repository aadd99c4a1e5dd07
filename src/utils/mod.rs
pub mod runtime;
pub mod startup_banner;
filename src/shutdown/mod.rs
use std::io;
use std::sync::atomic::{AtomicBool, Ordering};
use std::sync::Arc;

#[cfg(unix)]
use signal_hook::consts::signal::{SIGINT, SIGTERM};
#[cfg(unix)]
use signal_hook::flag;
#[cfg(unix)]
use signal_hook::low_level::unregister;
#[cfg(unix)]
use signal_hook::SigId;

/// Cooperative stop request shared between the signal handlers and the broker loop.
#[derive(Clone, Debug, Default)]
pub struct StopToken {
    triggered: Arc<AtomicBool>,
}

impl StopToken {
    pub fn new() -> Self {
        Self::default()
    }

    pub fn trigger(&self) {
        self.triggered.store(true, Ordering::SeqCst);
    }

    pub fn is_triggered(&self) -> bool {
        self.triggered.load(Ordering::SeqCst)
    }
}

/// SIGINT/SIGTERM registration; handlers are removed again on drop.
pub struct ShutdownHooks {
    token: StopToken,
    #[cfg(unix)]
    sig_ids: Vec<SigId>,
}

impl ShutdownHooks {
    pub fn install() -> io::Result<Self> {
        let token = StopToken::new();

        #[cfg(unix)]
        {
            let mut sig_ids = Vec::with_capacity(2);
            for signal in [SIGINT, SIGTERM] {
                sig_ids.push(flag::register(signal, Arc::clone(&token.triggered))?);
            }
            return Ok(Self { token, sig_ids });
        }

        #[cfg(not(unix))]
        {
            Ok(Self { token })
        }
    }

    pub fn token(&self) -> StopToken {
        self.token.clone()
    }
}

impl Drop for ShutdownHooks {
    fn drop(&mut self) {
        #[cfg(unix)]
        for id in self.sig_ids.drain(..) {
            unregister(id);
        }
    }
}

#[cfg(test)]
mod tests {
    use super::StopToken;

    #[test]
    fn clones_observe_trigger() {
        let token = StopToken::new();
        let observer = token.clone();
        assert!(!observer.is_triggered());

        token.trigger();
        assert!(observer.is_triggered());
    }
}
pub mod clock;
pub mod registry;

use std::collections::{HashMap, VecDeque};
use std::fmt;
use std::sync::Arc;

use chrono::{DateTime, SecondsFormat, Utc};
use serde_json::{json, Value};

use crate::config::AppConfig;
use crate::diagnostics::dump_message;
use crate::heartbeat::{HeartbeatError, HeartbeatPolicy};
use crate::hooks::{LifecycleEvent, LifecycleHooks};
use crate::logging::{LogLevel, Logger};
use crate::protocol::{
    client_frames, is_internal_service, worker_frames, Frame, Header, InboundMessage, Multipart,
    ProtocolError, WorkerCommand, MMI_FOUND, MMI_NOT_FOUND, MMI_NOT_IMPLEMENTED,
    MMI_SERVICE_LOOKUP,
};
use crate::shutdown::StopToken;
use crate::transport::{RouterTransport, TransportError};

use clock::{Clock, SystemClock};
use registry::{identity_of, Service, Worker};

const CLIENT_CONTEXT: &str = "broker::client";
const WORKER_CONTEXT: &str = "broker::worker";
const LIVENESS_CONTEXT: &str = "broker::liveness";
const DUMP_CONTEXT: &str = "broker::dump";

#[derive(Clone, Copy, Debug, Default, PartialEq, Eq)]
pub struct BrokerSettings {
    pub heartbeat: HeartbeatPolicy,
    /// Dump every inbound and outbound message to the log.
    pub verbose: bool,
}

impl BrokerSettings {
    pub fn from_app_config(config: &AppConfig) -> Result<Self, HeartbeatError> {
        Ok(Self {
            heartbeat: HeartbeatPolicy::try_from(config.heartbeat)?,
            verbose: config.broker.verbose > 0,
        })
    }
}

#[derive(Debug)]
pub enum BrokerError {
    Transport(TransportError),
}

impl fmt::Display for BrokerError {
    fn fmt(&self, f: &mut fmt::Formatter<'_>) -> fmt::Result {
        match self {
            Self::Transport(source) => write!(f, "broker transport failure: {source}"),
        }
    }
}

impl std::error::Error for BrokerError {}

impl From<TransportError> for BrokerError {
    fn from(value: TransportError) -> Self {
        Self::Transport(value)
    }
}

/// Routes client requests to idle workers of the addressed service and relays
/// replies back, tracking worker liveness with heartbeats.
///
/// All registries live here and are only touched from the loop that owns the
/// broker, so no locking is involved.
pub struct Broker<T: RouterTransport> {
    transport: T,
    settings: BrokerSettings,
    logger: Arc<Logger>,
    clock: Box<dyn Clock>,
    hooks: LifecycleHooks,
    stop: StopToken,
    services: HashMap<String, Service>,
    workers: HashMap<String, Worker>,
    waiting: VecDeque<String>,
    heartbeat_at: DateTime<Utc>,
}
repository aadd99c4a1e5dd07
use std::fmt;
use std::time::Duration;

use chrono::{DateTime, Utc};
use serde_json::{json, Value};

use crate::config::HeartbeatConfig;

pub const DEFAULT_INTERVAL_MS: u64 = 2_500;
pub const DEFAULT_LIVENESS: u32 = 3;
pub const MIN_INTERVAL_MS: u64 = 100;
pub const MAX_INTERVAL_MS: u64 = 60_000;
pub const MAX_LIVENESS: u32 = 100;

#[derive(Debug, PartialEq, Eq)]
pub enum HeartbeatError {
    InvalidInterval { provided_ms: u64 },
    InvalidLiveness { provided: u32 },
}

impl fmt::Display for HeartbeatError {
    fn fmt(&self, f: &mut fmt::Formatter<'_>) -> fmt::Result {
        match self {
            Self::InvalidInterval { provided_ms } => write!(
                f,
                "heartbeat interval must be between {MIN_INTERVAL_MS}ms and {MAX_INTERVAL_MS}ms, got {provided_ms}ms"
            ),
            Self::InvalidLiveness { provided } => write!(
                f,
                "heartbeat liveness must be between 1 and {MAX_LIVENESS}, got {provided}"
            ),
        }
    }
}

impl std::error::Error for HeartbeatError {}

/// How often idle workers are pinged and how many missed intervals a worker
/// survives before it is reaped.
#[derive(Clone, Copy, Debug, PartialEq, Eq)]
pub struct HeartbeatPolicy {
    interval_ms: u64,
    liveness: u32,
}

impl Default for HeartbeatPolicy {
    fn default() -> Self {
        Self {
            interval_ms: DEFAULT_INTERVAL_MS,
            liveness: DEFAULT_LIVENESS,
        }
    }
}

impl TryFrom<HeartbeatConfig> for HeartbeatPolicy {
    type Error = HeartbeatError;

    fn try_from(value: HeartbeatConfig) -> Result<Self, Self::Error> {
        Self::new(value.interval_ms, value.liveness)
    }
}

impl HeartbeatPolicy {
    pub fn new(interval_ms: u64, liveness: u32) -> Result<Self, HeartbeatError> {
        if !(MIN_INTERVAL_MS..=MAX_INTERVAL_MS).contains(&interval_ms) {
            return Err(HeartbeatError::InvalidInterval {
                provided_ms: interval_ms,
            });
        }
        if !(1..=MAX_LIVENESS).contains(&liveness) {
            return Err(HeartbeatError::InvalidLiveness { provided: liveness });
        }

        Ok(Self {
            interval_ms,
            liveness,
        })
    }

    pub fn interval_ms(&self) -> u64 {
        self.interval_ms
    }

    pub fn liveness(&self) -> u32 {
        self.liveness
    }

    /// Upper bound for a single transport poll.
    pub fn poll_timeout(&self) -> Duration {
        Duration::from_millis(self.interval_ms)
    }

    pub fn expiry_window(&self) -> chrono::Duration {
        chrono::Duration::milliseconds((self.interval_ms * u64::from(self.liveness)) as i64)
    }

    pub fn expiry_from(&self, now: DateTime<Utc>) -> DateTime<Utc> {
        now + self.expiry_window()
    }

    pub fn next_due_from(&self, now: DateTime<Utc>) -> DateTime<Utc> {
        now + chrono::Duration::milliseconds(self.interval_ms as i64)
    }

    pub fn metadata_payload(&self) -> Value {
        json!({
            "interval_ms": self.interval_ms,
            "liveness": self.liveness,
            "expiry_ms": self.interval_ms * u64::from(self.liveness)
        })
    }
}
########################################
• [REQUIRED WORK]: This task calls for each line of the material that contains "DateTime".

• [RESULT]:
use chrono::{DateTime, SecondsFormat, Utc};
    heartbeat_at: DateTime<Utc>,
use chrono::{DateTime, Utc};
    pub fn expiry_from(&self, now: DateTime<Utc>) -> DateTime<Utc> {
    pub fn next_due_from(&self, now: DateTime<Utc>) -> DateTime<Utc> {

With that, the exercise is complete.